Verzoek om een prejudiciële beslissing ingediend door het Oberste Gerichtshof (Oostenrijk) op 27 december 2011 - Bundeswettbewerbsbehörde / Schenker und Co AG

(Zaak C-681/11)

Procestaal: Duits

Verwijzende rechter

Oberste Gerichtshof

Partijen in het hoofdgeding

Verzoekende partij: Bundeswettbewerbsbehörde, Bundeskartellanwalt

Verwerende partijen: Schenker und Co AG, ABX Logistics (Oostenrijk) GmbH, Logwin Invest Austria GmbH, Logwin Road + Rail Austria GmbH, Alpentrans Spedition und Transport GmbH, Kapeller Internationale Spedition GmbH, Johann Strauss GmbH, Wildenhofer Spedition und Transport GmbH, DHL Express (Oostenrijk) GmbH, G. Englmayer Spedition GmbH, Internationale Spedition Schneckenreither Gesellschaft mbH, Leopold Schöffl GmbH & Co KG, Express-Interfracht Internationale Spedition GmbH, Rail Cargo, A. Ferstl Speditionsgesellschaft mbH, Spedition, Lagerei und Beförderung von Gütern mit Kraftfahrzeugen Alois Herbst GmbH & Co KG, Johann Huber Spedition und Transportgesellschaft mbH, Keimelmayr Speditions- u. Transport GmbH, "Spedpack"-Speditions- und Verpackungsgessellschaft mbH, Thomas Spedition GmbH, Koch Spedition GmbH, Maximilian Schludermann als Insolvenzverwalter über das Vermögen der Kubicargo Spedition GmbH, Kühne + Nagel GmbH, Lagermax Internationale Spedition Gesellschaft mbH, Morawa Transport GmbH, Johann Ogris Internationale Transport- und Speditions GmbH, Traussnig Spedition GmbH, Treu SpeditionsgesmbH, Spedition Anton Wagner GmbH, Gebrüder Weiss GmbH, Marehard u. Wuger Internat. Speditions- u. Logistik GmbH

Prejudiciële vragen

Mag aan een onderneming een geldboete worden opgelegd wegens schending van artikel 101 VWEU, indien zij heeft gedwaald ten aanzien van de rechtmatigheid van haar gedrag en deze dwaling haar niet valt te verwijten?

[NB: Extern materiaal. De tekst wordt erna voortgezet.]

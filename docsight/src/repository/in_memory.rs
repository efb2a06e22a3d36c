//! In-memory storage for testing, the CLI and single-process deployments.

use std::collections::HashMap;
use std::sync::Arc;

use async_trait::async_trait;
use tokio::sync::RwLock;
use tracing::{debug, instrument};

use super::{
    ensure_owner, BlobStore, Caller, DataFileRecord, DocumentRecord, RecordId, UploadRepository,
};
use crate::error::{DocsightError, Result};

/// In-memory [`UploadRepository`].
///
/// Clones share the same storage.
#[derive(Clone, Default)]
pub struct InMemoryRepository {
    data_files: Arc<RwLock<HashMap<RecordId, DataFileRecord>>>,
    documents: Arc<RwLock<HashMap<RecordId, DocumentRecord>>>,
}

impl InMemoryRepository {
    pub fn new() -> Self {
        Self::default()
    }

    /// Total records of both kinds.
    pub async fn size(&self) -> usize {
        self.data_files.read().await.len() + self.documents.read().await.len()
    }

    pub async fn clear(&self) {
        self.data_files.write().await.clear();
        self.documents.write().await.clear();
    }
}

#[async_trait]
impl UploadRepository for InMemoryRepository {
    #[instrument(skip(self, record), fields(id = %record.id, status = %record.processing_status))]
    async fn save_data_file(&self, record: DataFileRecord) -> Result<()> {
        self.data_files.write().await.insert(record.id.clone(), record);
        Ok(())
    }

    #[instrument(skip(self, record), fields(id = %record.id, status = %record.processing_status))]
    async fn save_document(&self, record: DocumentRecord) -> Result<()> {
        self.documents.write().await.insert(record.id.clone(), record);
        Ok(())
    }

    #[instrument(skip(self, caller), fields(id = %id))]
    async fn get_data_file(&self, caller: &Caller, id: &RecordId) -> Result<DataFileRecord> {
        let store = self.data_files.read().await;
        let record = store
            .get(id)
            .ok_or_else(|| DocsightError::not_found("data file", id.as_str()))?;
        ensure_owner(caller, &record.member_id, &record.company_id, id)?;
        Ok(record.clone())
    }

    #[instrument(skip(self, caller), fields(id = %id))]
    async fn get_document(&self, caller: &Caller, id: &RecordId) -> Result<DocumentRecord> {
        let store = self.documents.read().await;
        let record = store
            .get(id)
            .ok_or_else(|| DocsightError::not_found("document", id.as_str()))?;
        ensure_owner(caller, &record.member_id, &record.company_id, id)?;
        Ok(record.clone())
    }

    async fn list_data_files(&self, caller: &Caller) -> Result<Vec<DataFileRecord>> {
        let store = self.data_files.read().await;
        let mut records: Vec<DataFileRecord> = store
            .values()
            .filter(|r| caller.owns(&r.member_id, &r.company_id))
            .cloned()
            .collect();
        records.sort_by(|a, b| b.uploaded_at.cmp(&a.uploaded_at).then_with(|| a.id.cmp(&b.id)));
        Ok(records)
    }

    async fn list_documents(&self, caller: &Caller) -> Result<Vec<DocumentRecord>> {
        let store = self.documents.read().await;
        let mut records: Vec<DocumentRecord> = store
            .values()
            .filter(|r| caller.owns(&r.member_id, &r.company_id))
            .cloned()
            .collect();
        records.sort_by(|a, b| b.uploaded_at.cmp(&a.uploaded_at).then_with(|| a.id.cmp(&b.id)));
        Ok(records)
    }

    #[instrument(skip(self, caller), fields(id = %id))]
    async fn delete(&self, caller: &Caller, id: &RecordId) -> Result<()> {
        {
            let mut store = self.data_files.write().await;
            if let Some(record) = store.get(id) {
                ensure_owner(caller, &record.member_id, &record.company_id, id)?;
                store.remove(id);
                debug!("Deleted data file record");
                return Ok(());
            }
        }

        let mut store = self.documents.write().await;
        if let Some(record) = store.get(id) {
            ensure_owner(caller, &record.member_id, &record.company_id, id)?;
            store.remove(id);
            debug!("Deleted document record");
            return Ok(());
        }

        Err(DocsightError::not_found("record", id.as_str()))
    }
}

/// In-memory [`BlobStore`].
#[derive(Clone, Default)]
pub struct InMemoryBlobStore {
    blobs: Arc<RwLock<HashMap<String, Vec<u8>>>>,
}

impl InMemoryBlobStore {
    pub fn new() -> Self {
        Self::default()
    }

    /// Stores bytes under a caller-chosen id, replacing any existing blob.
    pub async fn put_with_id(&self, blob_id: impl Into<String>, bytes: Vec<u8>) {
        self.blobs.write().await.insert(blob_id.into(), bytes);
    }

    pub async fn len(&self) -> usize {
        self.blobs.read().await.len()
    }

    pub async fn is_empty(&self) -> bool {
        self.blobs.read().await.is_empty()
    }
}

#[async_trait]
impl BlobStore for InMemoryBlobStore {
    async fn put(&self, bytes: Vec<u8>) -> Result<String> {
        let blob_id = RecordId::generate("blob", &bytes.len().to_string()).to_string();
        self.blobs.write().await.insert(blob_id.clone(), bytes);
        Ok(blob_id)
    }

    async fn get(&self, blob_id: &str) -> Result<Vec<u8>> {
        self.blobs
            .read()
            .await
            .get(blob_id)
            .cloned()
            .ok_or_else(|| DocsightError::not_found("blob", blob_id))
    }

    async fn delete(&self, blob_id: &str) -> Result<()> {
        self.blobs
            .write()
            .await
            .remove(blob_id)
            .map(|_| ())
            .ok_or_else(|| DocsightError::not_found("blob", blob_id))
    }
}

#[cfg(test)]
mod tests {
    use super::*;

    #[tokio::test]
    async fn test_blob_store_roundtrip() {
        let store = InMemoryBlobStore::new();
        let id = store.put(b"hello".to_vec()).await.unwrap();

        assert_eq!(store.get(&id).await.unwrap(), b"hello");
        assert_eq!(store.len().await, 1);

        store.delete(&id).await.unwrap();
        assert!(matches!(
            store.get(&id).await,
            Err(DocsightError::NotFound { .. })
        ));
        assert!(store.delete(&id).await.is_err());
    }

    #[tokio::test]
    async fn test_repository_ownership() {
        let repository = InMemoryRepository::new();
        let owner = Caller::new("m1", "acme");
        let stranger = Caller::new("m2", "acme");

        let record = DataFileRecord::pending(&owner, "a.csv", "text/csv", 10, "blob");
        let id = record.id.clone();
        repository.save_data_file(record).await.unwrap();

        assert_eq!(repository.get_data_file(&owner, &id).await.unwrap().file_name, "a.csv");
        assert!(matches!(
            repository.get_data_file(&stranger, &id).await,
            Err(DocsightError::PermissionDenied(_))
        ));
        assert!(repository.list_data_files(&stranger).await.unwrap().is_empty());
        assert!(repository.delete(&stranger, &id).await.is_err());

        repository.delete(&owner, &id).await.unwrap();
        assert!(matches!(
            repository.get_data_file(&owner, &id).await,
            Err(DocsightError::NotFound { .. })
        ));
    }

    #[tokio::test]
    async fn test_documents_and_listing() {
        let repository = InMemoryRepository::new();
        let caller = Caller::new("m1", "acme");

        let first = DocumentRecord::pending(&caller, "a.txt", "text/plain", 5, "b1");
        let second = DocumentRecord::pending(&caller, "b.txt", "text/plain", 5, "b2");
        let id = second.id.clone();
        repository.save_document(first).await.unwrap();
        repository.save_document(second).await.unwrap();

        assert_eq!(repository.list_documents(&caller).await.unwrap().len(), 2);
        assert_eq!(repository.size().await, 2);

        repository.delete(&caller, &id).await.unwrap();
        assert_eq!(repository.list_documents(&caller).await.unwrap().len(), 1);

        repository.clear().await;
        assert_eq!(repository.size().await, 0);
    }
}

Indien de eerste vraag ontkennend wordt beantwoord:

1a)     Is dwaling ten aanzien van de rechtmatigheid van haar gedrag een onderneming niet te verwijten, indien deze onderneming zich conform het advies van een juridisch adviseur met ervaring op het gebied van het mededingingsrecht heeft gedragen en de onjuistheid van dat advies noch evident was, noch door de onderneming had kunnen worden vastgesteld als zij de oplettendheid had betracht die in redelijkheid van haar kon worden verwacht?

1b) Is dwaling ten aanzien van de rechtmatigheid van haar gedrag een onderneming niet te verwijten, indien deze onderneming heeft vertrouwd op de juistheid van de beslissing van een nationale mededingingsautoriteit die het betrokken gedrag uitsluitend naar nationaal mededingingsrecht heeft beoordeeld en toelaatbaar heeft geacht?

Zijn de nationale mededingingsautoriteiten bevoegd vast te stellen dat een onderneming heeft deelgenomen aan een met het mededingingsrecht van de Unie strijdig kartel, indien aan deze onderneming geen geldboete kan worden opgelegd omdat zij om toepassing van de clementieregeling heeft verzocht?